▶ [Work to complete] Range to reproduce from the entries below: the line with "the dice casino", the line with "process-level entry points.", and every line in between. Give them exactly and give nothing else.

Stored entries:
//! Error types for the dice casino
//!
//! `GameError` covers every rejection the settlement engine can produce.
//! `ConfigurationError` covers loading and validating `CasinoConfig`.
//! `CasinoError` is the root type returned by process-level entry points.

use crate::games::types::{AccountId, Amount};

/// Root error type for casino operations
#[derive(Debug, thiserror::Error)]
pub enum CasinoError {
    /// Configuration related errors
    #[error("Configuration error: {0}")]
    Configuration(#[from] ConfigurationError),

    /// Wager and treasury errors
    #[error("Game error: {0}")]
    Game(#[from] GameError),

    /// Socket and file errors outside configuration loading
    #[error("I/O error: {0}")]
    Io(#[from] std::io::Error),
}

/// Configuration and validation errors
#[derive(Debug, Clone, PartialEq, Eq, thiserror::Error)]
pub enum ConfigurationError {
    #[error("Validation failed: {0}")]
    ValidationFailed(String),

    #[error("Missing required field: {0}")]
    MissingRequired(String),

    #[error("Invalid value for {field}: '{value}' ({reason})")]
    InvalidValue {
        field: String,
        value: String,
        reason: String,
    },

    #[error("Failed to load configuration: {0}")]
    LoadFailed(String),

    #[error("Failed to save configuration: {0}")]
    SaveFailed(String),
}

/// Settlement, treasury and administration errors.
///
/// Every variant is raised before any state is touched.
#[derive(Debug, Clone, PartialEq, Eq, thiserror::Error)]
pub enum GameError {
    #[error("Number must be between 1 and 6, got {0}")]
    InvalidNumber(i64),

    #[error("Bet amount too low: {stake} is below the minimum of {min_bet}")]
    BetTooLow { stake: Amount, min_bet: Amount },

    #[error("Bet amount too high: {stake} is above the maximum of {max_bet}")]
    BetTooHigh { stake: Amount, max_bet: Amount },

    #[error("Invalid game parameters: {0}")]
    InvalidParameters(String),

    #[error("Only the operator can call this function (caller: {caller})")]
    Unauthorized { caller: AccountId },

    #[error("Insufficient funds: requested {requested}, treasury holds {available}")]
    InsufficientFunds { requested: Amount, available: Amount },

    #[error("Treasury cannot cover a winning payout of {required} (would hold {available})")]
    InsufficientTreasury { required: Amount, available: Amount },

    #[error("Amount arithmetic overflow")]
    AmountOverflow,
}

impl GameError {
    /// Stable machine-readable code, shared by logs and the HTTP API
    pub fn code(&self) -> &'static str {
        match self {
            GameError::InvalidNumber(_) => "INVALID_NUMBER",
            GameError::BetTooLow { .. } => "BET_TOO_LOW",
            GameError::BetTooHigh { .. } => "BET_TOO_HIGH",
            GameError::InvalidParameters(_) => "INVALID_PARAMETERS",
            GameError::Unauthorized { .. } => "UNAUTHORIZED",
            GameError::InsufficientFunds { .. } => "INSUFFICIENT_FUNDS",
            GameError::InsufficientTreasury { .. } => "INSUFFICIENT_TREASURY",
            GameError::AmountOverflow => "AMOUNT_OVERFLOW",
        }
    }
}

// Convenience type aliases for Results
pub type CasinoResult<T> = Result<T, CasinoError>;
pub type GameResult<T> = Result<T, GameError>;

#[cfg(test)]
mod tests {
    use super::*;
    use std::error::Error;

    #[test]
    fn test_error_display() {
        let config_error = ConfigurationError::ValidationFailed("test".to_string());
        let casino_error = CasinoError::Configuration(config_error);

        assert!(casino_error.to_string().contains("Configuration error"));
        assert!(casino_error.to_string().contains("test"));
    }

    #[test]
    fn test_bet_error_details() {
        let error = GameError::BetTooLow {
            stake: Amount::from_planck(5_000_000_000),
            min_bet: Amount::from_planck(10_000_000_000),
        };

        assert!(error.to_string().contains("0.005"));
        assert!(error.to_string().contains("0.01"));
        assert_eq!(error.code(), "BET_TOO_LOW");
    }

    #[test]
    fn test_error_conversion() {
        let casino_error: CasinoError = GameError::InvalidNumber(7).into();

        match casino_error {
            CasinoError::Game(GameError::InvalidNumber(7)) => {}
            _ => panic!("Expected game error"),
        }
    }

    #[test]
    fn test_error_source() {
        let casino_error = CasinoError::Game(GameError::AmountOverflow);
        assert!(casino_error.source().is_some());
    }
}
--
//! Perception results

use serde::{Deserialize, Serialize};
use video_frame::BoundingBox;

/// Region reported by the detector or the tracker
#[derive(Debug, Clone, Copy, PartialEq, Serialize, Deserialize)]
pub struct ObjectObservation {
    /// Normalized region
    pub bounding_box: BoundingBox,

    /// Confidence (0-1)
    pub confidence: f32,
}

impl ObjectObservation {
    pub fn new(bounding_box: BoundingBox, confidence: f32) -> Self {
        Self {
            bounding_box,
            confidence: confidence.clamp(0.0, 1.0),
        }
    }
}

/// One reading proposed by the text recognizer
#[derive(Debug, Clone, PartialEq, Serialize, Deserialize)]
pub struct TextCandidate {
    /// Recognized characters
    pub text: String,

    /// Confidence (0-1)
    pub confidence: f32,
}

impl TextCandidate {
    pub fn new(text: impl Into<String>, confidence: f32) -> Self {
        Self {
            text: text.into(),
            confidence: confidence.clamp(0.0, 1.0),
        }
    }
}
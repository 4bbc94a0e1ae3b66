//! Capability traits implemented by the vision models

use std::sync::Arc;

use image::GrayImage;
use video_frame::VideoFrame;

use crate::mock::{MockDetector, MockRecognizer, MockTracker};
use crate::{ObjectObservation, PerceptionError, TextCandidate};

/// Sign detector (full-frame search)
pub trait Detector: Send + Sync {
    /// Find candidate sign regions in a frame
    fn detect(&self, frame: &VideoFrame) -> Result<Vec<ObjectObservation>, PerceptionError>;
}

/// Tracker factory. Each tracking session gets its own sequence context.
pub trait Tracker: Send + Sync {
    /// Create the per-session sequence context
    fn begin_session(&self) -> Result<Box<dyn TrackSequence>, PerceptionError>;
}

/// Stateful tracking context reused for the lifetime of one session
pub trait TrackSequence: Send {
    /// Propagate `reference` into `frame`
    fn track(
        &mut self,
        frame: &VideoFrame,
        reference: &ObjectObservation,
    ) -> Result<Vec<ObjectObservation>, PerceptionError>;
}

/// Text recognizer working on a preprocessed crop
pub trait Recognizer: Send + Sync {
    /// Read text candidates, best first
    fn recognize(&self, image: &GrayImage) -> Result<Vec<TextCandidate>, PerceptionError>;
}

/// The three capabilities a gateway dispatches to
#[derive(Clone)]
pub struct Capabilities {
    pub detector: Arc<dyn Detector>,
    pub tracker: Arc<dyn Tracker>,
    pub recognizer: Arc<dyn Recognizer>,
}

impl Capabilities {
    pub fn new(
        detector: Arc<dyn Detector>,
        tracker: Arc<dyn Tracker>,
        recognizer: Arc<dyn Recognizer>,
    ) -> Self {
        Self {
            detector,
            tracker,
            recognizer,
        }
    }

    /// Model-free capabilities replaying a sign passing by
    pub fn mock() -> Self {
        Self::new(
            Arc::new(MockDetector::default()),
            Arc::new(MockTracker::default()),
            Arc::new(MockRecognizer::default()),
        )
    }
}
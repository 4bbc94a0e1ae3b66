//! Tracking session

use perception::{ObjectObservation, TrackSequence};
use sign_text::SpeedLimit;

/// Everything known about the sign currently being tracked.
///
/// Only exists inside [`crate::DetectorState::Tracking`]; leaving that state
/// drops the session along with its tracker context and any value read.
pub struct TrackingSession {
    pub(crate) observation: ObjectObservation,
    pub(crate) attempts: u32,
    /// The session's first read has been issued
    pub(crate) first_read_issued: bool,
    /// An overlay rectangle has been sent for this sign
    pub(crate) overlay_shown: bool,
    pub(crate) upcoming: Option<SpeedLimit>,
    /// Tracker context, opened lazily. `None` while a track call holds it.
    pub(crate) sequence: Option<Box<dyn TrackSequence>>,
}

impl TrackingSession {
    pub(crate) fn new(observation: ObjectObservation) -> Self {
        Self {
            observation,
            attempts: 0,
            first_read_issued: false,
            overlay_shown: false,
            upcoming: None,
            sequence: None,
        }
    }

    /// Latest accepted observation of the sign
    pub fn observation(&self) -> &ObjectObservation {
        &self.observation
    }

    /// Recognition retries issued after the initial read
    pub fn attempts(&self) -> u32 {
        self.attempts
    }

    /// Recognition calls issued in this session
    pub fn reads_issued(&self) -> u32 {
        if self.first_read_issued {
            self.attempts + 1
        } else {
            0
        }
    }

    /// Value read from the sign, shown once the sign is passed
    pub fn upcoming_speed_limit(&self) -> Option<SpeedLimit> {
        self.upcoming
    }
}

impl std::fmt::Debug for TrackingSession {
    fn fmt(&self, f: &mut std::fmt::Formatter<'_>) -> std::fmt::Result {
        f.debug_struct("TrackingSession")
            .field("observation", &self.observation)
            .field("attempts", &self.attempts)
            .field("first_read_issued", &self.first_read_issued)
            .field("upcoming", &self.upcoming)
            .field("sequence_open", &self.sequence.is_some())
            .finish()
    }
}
---
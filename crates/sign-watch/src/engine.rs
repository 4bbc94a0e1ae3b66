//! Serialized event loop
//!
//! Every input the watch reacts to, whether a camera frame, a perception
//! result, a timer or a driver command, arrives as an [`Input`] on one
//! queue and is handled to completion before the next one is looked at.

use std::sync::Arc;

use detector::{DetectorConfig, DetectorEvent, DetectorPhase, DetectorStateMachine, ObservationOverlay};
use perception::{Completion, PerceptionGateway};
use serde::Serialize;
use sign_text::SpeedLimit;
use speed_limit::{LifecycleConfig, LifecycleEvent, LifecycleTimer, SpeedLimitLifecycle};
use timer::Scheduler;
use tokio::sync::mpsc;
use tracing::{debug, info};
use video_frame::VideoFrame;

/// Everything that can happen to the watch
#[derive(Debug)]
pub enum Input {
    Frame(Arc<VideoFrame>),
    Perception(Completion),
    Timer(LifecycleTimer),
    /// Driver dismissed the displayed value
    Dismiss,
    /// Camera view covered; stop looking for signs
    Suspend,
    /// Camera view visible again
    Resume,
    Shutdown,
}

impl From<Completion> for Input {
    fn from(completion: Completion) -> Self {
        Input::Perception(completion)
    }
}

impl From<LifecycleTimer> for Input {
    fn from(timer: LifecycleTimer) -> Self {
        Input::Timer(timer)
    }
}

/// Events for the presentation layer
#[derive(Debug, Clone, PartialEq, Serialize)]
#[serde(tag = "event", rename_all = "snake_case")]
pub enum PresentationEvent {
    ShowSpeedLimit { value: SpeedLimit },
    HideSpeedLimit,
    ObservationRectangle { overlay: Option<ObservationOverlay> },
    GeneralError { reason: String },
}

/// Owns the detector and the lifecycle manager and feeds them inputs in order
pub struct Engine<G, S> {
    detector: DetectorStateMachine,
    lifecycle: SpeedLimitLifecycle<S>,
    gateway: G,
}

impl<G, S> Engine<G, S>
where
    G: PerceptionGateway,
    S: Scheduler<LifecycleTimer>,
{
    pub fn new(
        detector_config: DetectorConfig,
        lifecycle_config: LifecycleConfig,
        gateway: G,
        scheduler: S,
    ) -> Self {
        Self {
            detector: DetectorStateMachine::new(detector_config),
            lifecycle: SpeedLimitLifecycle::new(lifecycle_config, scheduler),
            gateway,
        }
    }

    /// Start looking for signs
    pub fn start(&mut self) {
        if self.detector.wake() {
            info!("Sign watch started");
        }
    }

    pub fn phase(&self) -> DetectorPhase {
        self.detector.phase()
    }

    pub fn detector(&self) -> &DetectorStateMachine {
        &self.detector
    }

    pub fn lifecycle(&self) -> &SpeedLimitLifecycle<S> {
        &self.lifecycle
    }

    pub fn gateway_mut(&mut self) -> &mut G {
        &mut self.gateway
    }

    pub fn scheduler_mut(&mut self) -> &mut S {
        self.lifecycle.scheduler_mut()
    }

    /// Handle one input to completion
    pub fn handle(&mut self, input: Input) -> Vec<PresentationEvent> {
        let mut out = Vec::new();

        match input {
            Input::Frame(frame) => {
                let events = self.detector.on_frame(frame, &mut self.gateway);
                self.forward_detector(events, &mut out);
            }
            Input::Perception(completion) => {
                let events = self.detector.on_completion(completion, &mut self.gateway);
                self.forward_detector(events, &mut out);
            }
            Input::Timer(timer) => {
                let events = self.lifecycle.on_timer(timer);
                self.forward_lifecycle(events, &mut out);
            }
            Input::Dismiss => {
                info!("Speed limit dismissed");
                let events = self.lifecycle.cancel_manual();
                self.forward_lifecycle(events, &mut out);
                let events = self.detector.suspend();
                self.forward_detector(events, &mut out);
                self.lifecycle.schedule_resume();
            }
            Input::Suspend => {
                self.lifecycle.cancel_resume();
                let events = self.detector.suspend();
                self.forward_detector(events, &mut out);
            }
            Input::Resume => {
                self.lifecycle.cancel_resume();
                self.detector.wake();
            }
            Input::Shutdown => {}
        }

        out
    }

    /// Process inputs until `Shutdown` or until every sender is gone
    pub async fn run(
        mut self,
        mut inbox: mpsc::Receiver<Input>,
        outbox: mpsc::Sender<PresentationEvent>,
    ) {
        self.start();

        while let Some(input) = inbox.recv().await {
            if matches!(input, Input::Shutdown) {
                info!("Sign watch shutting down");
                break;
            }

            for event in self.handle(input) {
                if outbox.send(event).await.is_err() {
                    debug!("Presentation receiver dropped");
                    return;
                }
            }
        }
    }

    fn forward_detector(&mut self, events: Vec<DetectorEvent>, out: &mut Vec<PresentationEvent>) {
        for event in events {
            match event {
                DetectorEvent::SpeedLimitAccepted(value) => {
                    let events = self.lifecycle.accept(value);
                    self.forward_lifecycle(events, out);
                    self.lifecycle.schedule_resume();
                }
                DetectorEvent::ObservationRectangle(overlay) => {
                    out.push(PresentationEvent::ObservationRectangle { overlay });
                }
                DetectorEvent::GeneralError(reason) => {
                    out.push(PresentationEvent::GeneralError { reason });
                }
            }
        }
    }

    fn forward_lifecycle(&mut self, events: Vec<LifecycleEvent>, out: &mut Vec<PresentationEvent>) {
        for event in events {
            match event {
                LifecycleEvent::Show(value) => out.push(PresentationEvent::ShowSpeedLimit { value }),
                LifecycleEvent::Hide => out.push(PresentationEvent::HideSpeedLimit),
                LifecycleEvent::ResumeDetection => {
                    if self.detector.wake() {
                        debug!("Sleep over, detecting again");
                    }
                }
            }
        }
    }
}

▶ [Response box]
//! Error types for the dice casino
//!
//! `GameError` covers every rejection the settlement engine can produce.
//! `ConfigurationError` covers loading and validating `CasinoConfig`.
//! `CasinoError` is the root type returned by process-level entry points.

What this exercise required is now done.